== Task ==
Only the lines that include "format" should be copied from the data below.

== Study material ==
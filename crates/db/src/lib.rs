//! Database bootstrap: SeaORM connection factory and the migration runner
//! that applies module-contributed DDL.

use std::time::Duration;

use anyhow::Context;
use bookclub_kernel::settings::DatabaseSettings;
use bookclub_kernel::Migration;
use sea_orm::{
    ConnectOptions, ConnectionTrait, Database, DatabaseConnection, DbBackend, Statement,
    TransactionTrait,
};

const MIGRATIONS_TABLE: &str = "CREATE TABLE IF NOT EXISTS schema_migrations (
    module TEXT NOT NULL,
    id TEXT NOT NULL,
    applied_at TEXT NOT NULL,
    PRIMARY KEY (module, id)
)";

fn is_in_memory(url: &str) -> bool {
    url.contains(":memory:") || url.contains("mode=memory")
}

/// Open a connection pool for the configured database.
///
/// In-memory SQLite databases live and die with a single connection, so the
/// pool is pinned to exactly one.
pub async fn connect(settings: &DatabaseSettings) -> anyhow::Result<DatabaseConnection> {
    let mut options = ConnectOptions::new(settings.url.clone());
    options
        .connect_timeout(Duration::from_secs(10))
        .sqlx_logging(false);

    if is_in_memory(&settings.url) {
        options.max_connections(1).min_connections(1);
    } else {
        options.max_connections(settings.max_connections.max(1));
    }

    let db = Database::connect(options)
        .await
        .with_context(|| format!("failed to connect to database '{}'", settings.url))?;

    if db.get_database_backend() == DbBackend::Sqlite {
        db.execute_unprepared("PRAGMA foreign_keys = ON")
            .await
            .context("failed to enable sqlite foreign keys")?;
    }

    tracing::info!(target: "bookclub-db", url = %settings.url, "database connected");
    Ok(db)
}

async fn is_applied(db: &DatabaseConnection, module: &str, id: &str) -> anyhow::Result<bool> {
    let row = db
        .query_one(Statement::from_sql_and_values(
            db.get_database_backend(),
            "SELECT 1 FROM schema_migrations WHERE module = ? AND id = ?",
            [module.into(), id.into()],
        ))
        .await
        .context("failed to read schema_migrations")?;
    Ok(row.is_some())
}

/// Apply every migration not yet recorded in `schema_migrations`.
///
/// Each migration runs in its own transaction together with its bookkeeping
/// row. Returns the number of migrations applied by this call.
pub async fn migrate(
    db: &DatabaseConnection,
    migrations: &[(String, Migration)],
) -> anyhow::Result<usize> {
    db.execute_unprepared(MIGRATIONS_TABLE)
        .await
        .context("failed to create schema_migrations")?;

    let mut applied = 0;
    for (module, migration) in migrations {
        if is_applied(db, module, migration.id).await? {
            tracing::debug!(target: "bookclub-db", %module, id = migration.id, "migration already applied");
            continue;
        }

        let txn = db.begin().await.context("failed to open migration transaction")?;
        for statement in migration
            .up
            .split(';')
            .map(str::trim)
            .filter(|s| !s.is_empty())
        {
            txn.execute_unprepared(statement).await.with_context(|| {
                format!("migration {module}/{} failed on: {statement}", migration.id)
            })?;
        }
        txn.execute(Statement::from_sql_and_values(
            db.get_database_backend(),
            "INSERT INTO schema_migrations (module, id, applied_at) VALUES (?, ?, ?)",
            [
                module.as_str().into(),
                migration.id.into(),
                chrono::Utc::now().to_rfc3339().into(),
            ],
        ))
        .await
        .context("failed to record migration")?;
        txn.commit().await.context("failed to commit migration")?;

        tracing::info!(target: "bookclub-db", %module, id = migration.id, "migration applied");
        applied += 1;
    }

    Ok(applied)
}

== Solution to this task ==
        .with_context(|| format!("failed to connect to database '{}'", settings.url))?;
                format!("migration {module}/{} failed on: {statement}", migration.id)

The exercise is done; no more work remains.